:: Exercise aim ::
What is needed here is a word-for-word copy of all the entries below.
(Data for the task Opens)
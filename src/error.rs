use thiserror::Error;

#[derive(Error, Debug)]
pub enum AppError {
    #[error("HTTP error: {0}")]
    Http(#[from] reqwest::Error),

    #[error("IO error: {0}")]
    Io(#[from] std::io::Error),

    #[error("CSV error: {0}")]
    Csv(#[from] csv::Error),

    #[error("Settings error: {0}")]
    Settings(String),

    #[error("Failed to load clients: {0}")]
    LoadFailed(String),

    #[error("Client not found: {0}")]
    NotFound(String),

    #[error("{0}")]
    Other(String),
}

pub type Result<T> = std::result::Result<T, AppError>;
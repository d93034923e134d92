use std::path::{Path, PathBuf};

use serde::{Deserialize, Serialize};

use crate::error::{AppError, Result};
use crate::loader::{default_accounts_url, default_branches_url, default_clients_url, Sources};

#[derive(Debug, Clone, PartialEq, Serialize, Deserialize)]
pub struct Settings {
    #[serde(default = "default_clients_url")]
    pub clients_url: String,
    #[serde(default = "default_accounts_url")]
    pub accounts_url: String,
    #[serde(default = "default_branches_url")]
    pub branches_url: String,
}

impl Default for Settings {
    fn default() -> Self {
        Self {
            clients_url: default_clients_url(),
            accounts_url: default_accounts_url(),
            branches_url: default_branches_url(),
        }
    }
}

impl Settings {
    pub fn sources(&self) -> Sources {
        Sources {
            clients: self.clients_url.clone(),
            accounts: self.accounts_url.clone(),
            branches: self.branches_url.clone(),
        }
    }
}

fn config_dir() -> PathBuf {
    dirs::home_dir()
        .unwrap_or_else(|| PathBuf::from("."))
        .join(".config")
        .join("clientes")
}

pub fn settings_path() -> PathBuf {
    config_dir().join("settings.json")
}

pub fn load_settings() -> Settings {
    load_settings_from(&settings_path())
}

/// Missing or unreadable files fall back to defaults; partial files merge
/// with them.
pub fn load_settings_from(path: &Path) -> Settings {
    if path.exists() {
        let content = std::fs::read_to_string(path).unwrap_or_default();
        serde_json::from_str(&content).unwrap_or_default()
    } else {
        Settings::default()
    }
}

pub fn save_settings(settings: &Settings) -> Result<()> {
    save_settings_to(&settings_path(), settings)
}

pub fn save_settings_to(path: &Path, settings: &Settings) -> Result<()> {
    if let Some(dir) = path.parent() {
        std::fs::create_dir_all(dir)?;
    }
    let json = serde_json::to_string_pretty(settings)
        .map_err(|e| AppError::Settings(e.to_string()))?;
    std::fs::write(path, format!("{json}\n"))?;
    Ok(())
}

pub fn settings_file_exists() -> bool {
    settings_path().exists()
}

/// Relative file paths are stored absolute so the settings keep working from
/// any directory. URLs are kept as given.
pub fn normalize_location(location: &str) -> String {
    if location.starts_with("http://") || location.starts_with("https://") {
        return location.to_string();
    }
    let path = if let Some(rest) = location.strip_prefix('~') {
        match dirs::home_dir() {
            Some(home) => home.join(rest.trim_start_matches('/')),
            None => PathBuf::from(location),
        }
    } else {
        PathBuf::from(location)
    };
    std::fs::canonicalize(&path)
        .unwrap_or(path)
        .to_string_lossy()
        .to_string()
}

#[cfg(test)]
mod tests {
    use super::*;

    #[test]
    fn test_save_and_load_roundtrip() {
        let dir = tempfile::tempdir().unwrap();
        let path = dir.path().join("settings.json");
        let settings = Settings {
            clients_url: "/data/clientes.csv".to_string(),
            ..Settings::default()
        };
        save_settings_to(&path, &settings).unwrap();
        let loaded = load_settings_from(&path);
        assert_eq!(loaded, settings);
    }

    #[test]
    fn test_load_returns_defaults_when_missing() {
        let dir = tempfile::tempdir().unwrap();
        let s = load_settings_from(&dir.path().join("nope.json"));
        assert_eq!(s, Settings::default());
        assert!(s.clients_url.ends_with("sheet=clientes"));
    }

    #[test]
    fn test_load_merges_with_defaults() {
        let json = r#"{"accounts_url": "/tmp/contas.csv"}"#;
        let s: Settings = serde_json::from_str(json).unwrap();
        assert_eq!(s.accounts_url, "/tmp/contas.csv");
        assert_eq!(s.branches_url, default_branches_url());
    }

    #[test]
    fn test_malformed_file_falls_back_to_defaults() {
        let dir = tempfile::tempdir().unwrap();
        let path = dir.path().join("settings.json");
        std::fs::write(&path, "{not json").unwrap();
        assert_eq!(load_settings_from(&path), Settings::default());
    }

    #[test]
    fn test_save_creates_config_dir() {
        let dir = tempfile::tempdir().unwrap();
        let path = dir.path().join("deep").join("nested").join("settings.json");
        save_settings_to(&path, &Settings::default()).unwrap();
        assert!(path.exists());
    }

    #[test]
    fn test_normalize_location_keeps_urls() {
        let url = "https://example.com/x.csv";
        assert_eq!(normalize_location(url), url);
    }

    #[test]
    fn test_normalize_location_absolutizes_existing_files() {
        let dir = tempfile::tempdir().unwrap();
        let path = dir.path().join("c.csv");
        std::fs::write(&path, "id\n").unwrap();
        let normalized = normalize_location(path.to_str().unwrap());
        assert!(PathBuf::from(normalized).is_absolute());
    }
}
(Data for the task Closes)
:: Task response ::
filename src/error.rs
use thiserror::Error;

#[derive(Error, Debug)]
pub enum AppError {
    #[error("HTTP error: {0}")]
    Http(#[from] reqwest::Error),

    #[error("IO error: {0}")]
    Io(#[from] std::io::Error),

    #[error("CSV error: {0}")]
    Csv(#[from] csv::Error),

    #[error("Settings error: {0}")]
    Settings(String),

    #[error("Failed to load clients: {0}")]
    LoadFailed(String),

    #[error("Client not found: {0}")]
    NotFound(String),

    #[error("{0}")]
    Other(String),
}

pub type Result<T> = std::result::Result<T, AppError>;
repository d93034923e134d92
use std::path::{Path, PathBuf};

use serde::{Deserialize, Serialize};

use crate::error::{AppError, Result};
use crate::loader::{default_accounts_url, default_branches_url, default_clients_url, Sources};

#[derive(Debug, Clone, PartialEq, Serialize, Deserialize)]
pub struct Settings {
    #[serde(default = "default_clients_url")]
    pub clients_url: String,
    #[serde(default = "default_accounts_url")]
    pub accounts_url: String,
    #[serde(default = "default_branches_url")]
    pub branches_url: String,
}

impl Default for Settings {
    fn default() -> Self {
        Self {
            clients_url: default_clients_url(),
            accounts_url: default_accounts_url(),
            branches_url: default_branches_url(),
        }
    }
}

impl Settings {
    pub fn sources(&self) -> Sources {
        Sources {
            clients: self.clients_url.clone(),
            accounts: self.accounts_url.clone(),
            branches: self.branches_url.clone(),
        }
    }
}

fn config_dir() -> PathBuf {
    dirs::home_dir()
        .unwrap_or_else(|| PathBuf::from("."))
        .join(".config")
        .join("clientes")
}

pub fn settings_path() -> PathBuf {
    config_dir().join("settings.json")
}

pub fn load_settings() -> Settings {
    load_settings_from(&settings_path())
}

/// Missing or unreadable files fall back to defaults; partial files merge
/// with them.
pub fn load_settings_from(path: &Path) -> Settings {
    if path.exists() {
        let content = std::fs::read_to_string(path).unwrap_or_default();
        serde_json::from_str(&content).unwrap_or_default()
    } else {
        Settings::default()
    }
}

pub fn save_settings(settings: &Settings) -> Result<()> {
    save_settings_to(&settings_path(), settings)
}

pub fn save_settings_to(path: &Path, settings: &Settings) -> Result<()> {
    if let Some(dir) = path.parent() {
        std::fs::create_dir_all(dir)?;
    }
    let json = serde_json::to_string_pretty(settings)
        .map_err(|e| AppError::Settings(e.to_string()))?;
    std::fs::write(path, format!("{json}\n"))?;
    Ok(())
}

pub fn settings_file_exists() -> bool {
    settings_path().exists()
}

/// Relative file paths are stored absolute so the settings keep working from
/// any directory. URLs are kept as given.
pub fn normalize_location(location: &str) -> String {
    if location.starts_with("http://") || location.starts_with("https://") {
        return location.to_string();
    }
    let path = if let Some(rest) = location.strip_prefix('~') {
        match dirs::home_dir() {
            Some(home) => home.join(rest.trim_start_matches('/')),
            None => PathBuf::from(location),
        }
    } else {
        PathBuf::from(location)
    };
    std::fs::canonicalize(&path)
        .unwrap_or(path)
        .to_string_lossy()
        .to_string()
}

#[cfg(test)]
mod tests {
    use super::*;

    #[test]
    fn test_save_and_load_roundtrip() {
        let dir = tempfile::tempdir().unwrap();
        let path = dir.path().join("settings.json");
        let settings = Settings {
            clients_url: "/data/clientes.csv".to_string(),
            ..Settings::default()
        };
        save_settings_to(&path, &settings).unwrap();
        let loaded = load_settings_from(&path);
        assert_eq!(loaded, settings);
    }

    #[test]
    fn test_load_returns_defaults_when_missing() {
        let dir = tempfile::tempdir().unwrap();
        let s = load_settings_from(&dir.path().join("nope.json"));
        assert_eq!(s, Settings::default());
        assert!(s.clients_url.ends_with("sheet=clientes"));
    }

    #[test]
    fn test_load_merges_with_defaults() {
        let json = r#"{"accounts_url": "/tmp/contas.csv"}"#;
        let s: Settings = serde_json::from_str(json).unwrap();
        assert_eq!(s.accounts_url, "/tmp/contas.csv");
        assert_eq!(s.branches_url, default_branches_url());
    }

    #[test]
    fn test_malformed_file_falls_back_to_defaults() {
        let dir = tempfile::tempdir().unwrap();
        let path = dir.path().join("settings.json");
        std::fs::write(&path, "{not json").unwrap();
        assert_eq!(load_settings_from(&path), Settings::default());
    }

    #[test]
    fn test_save_creates_config_dir() {
        let dir = tempfile::tempdir().unwrap();
        let path = dir.path().join("deep").join("nested").join("settings.json");
        save_settings_to(&path, &Settings::default()).unwrap();
        assert!(path.exists());
    }

    #[test]
    fn test_normalize_location_keeps_urls() {
        let url = "https://example.com/x.csv";
        assert_eq!(normalize_location(url), url);
    }

    #[test]
    fn test_normalize_location_absolutizes_existing_files() {
        let dir = tempfile::tempdir().unwrap();
        let path = dir.path().join("c.csv");
        std::fs::write(&path, "id\n").unwrap();
        let normalized = normalize_location(path.to_str().unwrap());
        assert!(PathBuf::from(normalized).is_absolute());
    }
}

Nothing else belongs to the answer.